Abstract

Having worked in Port Macquarie on the mid-North Coast of New South Wales (NSW) for 13 years, I have had the experience as a consultant psychiatrist of working, at different times, in a mental health service with no dedicated doctors, with occasional resident medical officer (RMO) support, sometimes having career medical officers of varying quality and, over the last 4 years, having psychiatry registrars working with our service.
There is no doubt that having a resident psychiatry registrar providing consistent input into the mental health service has changed the culture of our service and has improved the quality of care delivered by that service. The registrar, by having a continuing presence with the mental health team, becomes trusted and the registrar's opinion becomes increasingly valued as both the registrar gains experience and the mental health team values the involvement with the registrar.
The psychiatry registrar is particularly appreciated in a rural setting and, in my experience, more so than a registrar in an urban setting. First, this is because of the relative shortage of doctors in rural areas and so inevitably the registrar sees a considerable number of patients who would otherwise have very little medical/ psychiatric input at all. Their work is therefore satisfying and the patients and their families generally grateful. Second, the registrar is valued by members of the mental health team who otherwise work with little medical input and, despite their often independent natures, crave the professional development and support that comes from the interactions with registrars.
Rural psychiatry registrars are highly valued by rural psychiatrists who have had trainees working with them. The presence of trainees enables the psychiatrist to work more effectively as a consultant, whereas the absence of a registrar forces the psychiatrist to work as a consultant/registrar/RMO or to ‘promote’ non-medical mental health staff to try to fill in junior medical positions.

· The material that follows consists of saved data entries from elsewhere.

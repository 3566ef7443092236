//! Configuration for omnisky-ingest
//!
//! One TOML file, every section optional:
//!
//! ```toml
//! root_folder = "/data/omnisky"
//!
//! [logging]
//! level = "info"
//!
//! [pipeline]
//! download_workers = 10
//! analyze_workers = 5
//! persist_workers = 2
//!
//! [pipeline.retry]
//! strategy = "exponential_backoff"
//! max_attempts = 3
//!
//! [daemon]
//! cpu_threshold = 85.0
//! heavy_processes = ["blender", "steam"]
//!
//! [analyzer]
//! command = "/usr/local/bin/omnisky-classify"
//!
//! [[sources]]
//! id = "index_scraper"
//! urls = ["http://blpd0.ssl.berkeley.edu/voyager/"]
//! ```

use crate::error::{IngestError, IngestResult};
use crate::models::ArtifactKind;
use omnisky_common::config::{load_toml_config, locate_config_file};
use serde::{Deserialize, Serialize};
use std::path::{Path, PathBuf};
use std::time::Duration;
use tracing::{info, warn};

/// Environment variable naming the analyzer program
pub const ANALYZER_ENV_VAR: &str = "OMNISKY_ANALYZER_COMMAND";

#[derive(Debug, Clone, PartialEq, Serialize, Deserialize)]
#[serde(default)]
pub struct IngestConfig {
    /// Root folder (database, temp cache, observability files)
    pub root_folder: Option<PathBuf>,
    pub logging: LoggingSettings,
    pub pipeline: PipelineSettings,
    pub daemon: DaemonSettings,
    pub analyzer: AnalyzerSettings,
    pub sources: Vec<SourceConfig>,
}

#[derive(Debug, Clone, PartialEq, Serialize, Deserialize)]
#[serde(default)]
pub struct LoggingSettings {
    /// `EnvFilter` directive used when `RUST_LOG` is unset
    pub level: String,
}

#[derive(Debug, Clone, PartialEq, Serialize, Deserialize)]
#[serde(default)]
pub struct PipelineSettings {
    pub download_workers: usize,
    pub analyze_workers: usize,
    pub persist_workers: usize,
    pub download_queue: usize,
    pub analyze_queue: usize,
    pub persist_queue: usize,
    /// Bounded wait of `submit` on a full download queue
    pub submit_timeout_ms: u64,
    pub download_timeout_secs: u64,
    /// Downloads larger than this fail; unlimited when unset
    pub max_download_bytes: Option<u64>,
    /// Move the raw file to `quarantine/` when persisting its result fails
    pub quarantine_on_persist_failure: bool,
    pub retry: RetrySettings,
}

/// Download retry strategy
#[derive(Debug, Clone, PartialEq, Serialize, Deserialize)]
#[serde(tag = "strategy", rename_all = "snake_case")]
pub enum RetrySettings {
    SingleAttempt,
    ExponentialBackoff {
        #[serde(default = "default_max_attempts")]
        max_attempts: u32,
        #[serde(default = "default_base_delay_ms")]
        base_delay_ms: u64,
        #[serde(default = "default_max_delay_ms")]
        max_delay_ms: u64,
    },
}

fn default_max_attempts() -> u32 {
    3
}

fn default_base_delay_ms() -> u64 {
    1000
}

fn default_max_delay_ms() -> u64 {
    30_000
}

#[derive(Debug, Clone, PartialEq, Serialize, Deserialize)]
#[serde(default)]
pub struct DaemonSettings {
    /// Pause above this CPU usage (percent)
    pub cpu_threshold: f64,
    /// Pause above this RAM usage (percent)
    pub ram_threshold: f64,
    /// Minimum time paused before resuming
    pub resume_cooldown_secs: u64,
    pub check_interval_secs: u64,
    /// Process names (from `/proc/*/comm`) that force a pause while running
    pub heavy_processes: Vec<String>,
    /// Discovery runs only while the download queue holds fewer items
    pub discovery_low_watermark: usize,
    /// Minimum time between two discovery rounds
    pub discovery_interval_secs: u64,
}

#[derive(Debug, Clone, PartialEq, Serialize, Deserialize)]
#[serde(default)]
pub struct AnalyzerSettings {
    /// External classifier; files are recorded `UNCLASSIFIED` when unset
    pub command: Option<PathBuf>,
    pub args: Vec<String>,
    pub timeout_secs: u64,
}

/// One `[[sources]]` entry
#[derive(Debug, Clone, PartialEq, Serialize, Deserialize)]
pub struct SourceConfig {
    /// Plugin identifier in the registry
    pub id: String,
    /// Display name; the plugin's own name when unset
    #[serde(default)]
    pub name: Option<String>,
    #[serde(default = "default_enabled")]
    pub enabled: bool,
    /// Index pages (index_scraper) or artifact URLs (seed_list)
    #[serde(default)]
    pub urls: Vec<String>,
    /// File extensions the scraper collects
    #[serde(default)]
    pub extensions: Vec<String>,
    /// Fixed kind; inferred from the extension when unset
    #[serde(default)]
    pub kind: Option<ArtifactKind>,
    #[serde(default)]
    pub object_name: Option<String>,
    #[serde(default)]
    pub dataset: Option<String>,
}

fn default_enabled() -> bool {
    true
}

impl SourceConfig {
    pub fn new(id: impl Into<String>) -> Self {
        Self {
            id: id.into(),
            name: None,
            enabled: true,
            urls: Vec::new(),
            extensions: Vec::new(),
            kind: None,
            object_name: None,
            dataset: None,
        }
    }
}

impl Default for LoggingSettings {
    fn default() -> Self {
        Self {
            level: "info".to_string(),
        }
    }
}

impl Default for PipelineSettings {
    fn default() -> Self {
        Self {
            download_workers: 10,
            analyze_workers: 5,
            persist_workers: 2,
            download_queue: 100,
            analyze_queue: 50,
            persist_queue: 50,
            submit_timeout_ms: 5000,
            download_timeout_secs: 300,
            max_download_bytes: None,
            quarantine_on_persist_failure: true,
            retry: RetrySettings::default(),
        }
    }
}

impl Default for RetrySettings {
    fn default() -> Self {
        RetrySettings::SingleAttempt
    }
}

impl Default for DaemonSettings {
    fn default() -> Self {
        Self {
            cpu_threshold: 85.0,
            ram_threshold: 90.0,
            resume_cooldown_secs: 60,
            check_interval_secs: 10,
            heavy_processes: Vec::new(),
            discovery_low_watermark: 10,
            discovery_interval_secs: 300,
        }
    }
}

impl Default for AnalyzerSettings {
    fn default() -> Self {
        Self {
            command: None,
            args: Vec::new(),
            timeout_secs: 600,
        }
    }
}

impl Default for IngestConfig {
    fn default() -> Self {
        Self {
            root_folder: None,
            logging: LoggingSettings::default(),
            pipeline: PipelineSettings::default(),
            daemon: DaemonSettings::default(),
            analyzer: AnalyzerSettings::default(),
            sources: vec![
                SourceConfig::new("breakthrough_listen"),
                SourceConfig::new("vlass_quicklook"),
            ],
        }
    }
}

impl PipelineSettings {
    pub fn submit_timeout(&self) -> Duration {
        Duration::from_millis(self.submit_timeout_ms)
    }

    pub fn download_timeout(&self) -> Duration {
        Duration::from_secs(self.download_timeout_secs)
    }
}

impl DaemonSettings {
    pub fn resume_cooldown(&self) -> Duration {
        Duration::from_secs(self.resume_cooldown_secs)
    }

    pub fn check_interval(&self) -> Duration {
        Duration::from_secs(self.check_interval_secs)
    }

    pub fn discovery_interval(&self) -> Duration {
        Duration::from_secs(self.discovery_interval_secs)
    }
}

impl IngestConfig {
    /// Load from the located TOML file (defaults when none exists), apply
    /// environment overrides and validate
    pub fn load(explicit: Option<&Path>) -> IngestResult<Self> {
        let mut config = match locate_config_file(explicit) {
            Some(path) => {
                info!("Loading configuration from {}", path.display());
                load_toml_config::<IngestConfig>(&path)?
            }
            None => {
                info!("No configuration file found, using defaults");
                IngestConfig::default()
            }
        };

        config.apply_env_overrides();
        config.validate()?;
        Ok(config)
    }

    /// Environment beats TOML for the analyzer command
    pub fn apply_env_overrides(&mut self) {
        if let Ok(command) = std::env::var(ANALYZER_ENV_VAR) {
            if command.trim().is_empty() {
                return;
            }
            if self.analyzer.command.is_some() {
                warn!(
                    "Analyzer command set in both {} and TOML. Using environment.",
                    ANALYZER_ENV_VAR
                );
            }
            self.analyzer.command = Some(PathBuf::from(command));
        }
    }

    /// Reject settings the pipeline cannot run with
    pub fn validate(&self) -> IngestResult<()> {
        let p = &self.pipeline;
        for (name, value) in [
            ("pipeline.download_workers", p.download_workers),
            ("pipeline.analyze_workers", p.analyze_workers),
            ("pipeline.persist_workers", p.persist_workers),
            ("pipeline.download_queue", p.download_queue),
            ("pipeline.analyze_queue", p.analyze_queue),
            ("pipeline.persist_queue", p.persist_queue),
        ] {
            if value == 0 {
                return Err(IngestError::Config(format!("{} must be at least 1", name)));
            }
        }

        if let RetrySettings::ExponentialBackoff {
            max_attempts,
            base_delay_ms,
            max_delay_ms,
        } = p.retry
        {
            if max_attempts == 0 {
                return Err(IngestError::Config(
                    "pipeline.retry.max_attempts must be at least 1".to_string(),
                ));
            }
            if base_delay_ms > max_delay_ms {
                return Err(IngestError::Config(
                    "pipeline.retry.base_delay_ms exceeds max_delay_ms".to_string(),
                ));
            }
        }

        let d = &self.daemon;
        for (name, value) in [
            ("daemon.cpu_threshold", d.cpu_threshold),
            ("daemon.ram_threshold", d.ram_threshold),
        ] {
            if !(value > 0.0 && value <= 100.0) {
                return Err(IngestError::Config(format!(
                    "{} must be in (0, 100], got {}",
                    name, value
                )));
            }
        }
        if d.check_interval_secs == 0 {
            return Err(IngestError::Config(
                "daemon.check_interval_secs must be at least 1".to_string(),
            ));
        }

        if self.analyzer.timeout_secs == 0 {
            return Err(IngestError::Config(
                "analyzer.timeout_secs must be at least 1".to_string(),
            ));
        }

        if let Some(source) = self.sources.iter().find(|s| s.id.trim().is_empty()) {
            return Err(IngestError::Config(format!(
                "source entry {:?} has an empty id",
                source.name
            )));
        }

        Ok(())
    }

    /// JSON copy recorded with each run session
    pub fn snapshot(&self) -> serde_json::Value {
        serde_json::to_value(self).unwrap_or(serde_json::Value::Null)
    }
}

Registrars living in a rural area can develop a closer, more personal relationship with country psychiatrists who come to know a particular registrar over a longer period of time, rather than the registrar simply being another in a long line of trainees going through a large and at times impersonal system. Registrars are certainly not taken for granted in rural areas and this makes their positions special. As long as that ‘special-ness’ is recognized and dealt with carefully to avoid overwork and to maintain appropriate consultant/ registrar boundaries, the experience of being a rural psychiatry registrar can be uniquely positive.
Despite these advantages, the value of the rural psychiatry registrar is not always acknowledged by management structures, especially where the management structure does not have significant medical input or where the cost of establishing a new registrar position is seen as ‘outside the budget’.
The value of the psychiatry registrar in maintaining a quality/sustainable service is so important that the establishment of rural psychiatry registrars should be a priority for rural mental health services. The associated ‘on-costs’ of training psychiatry registrars in rural areas should be accepted as good value for the area health service, its consumers and the registrars themselves.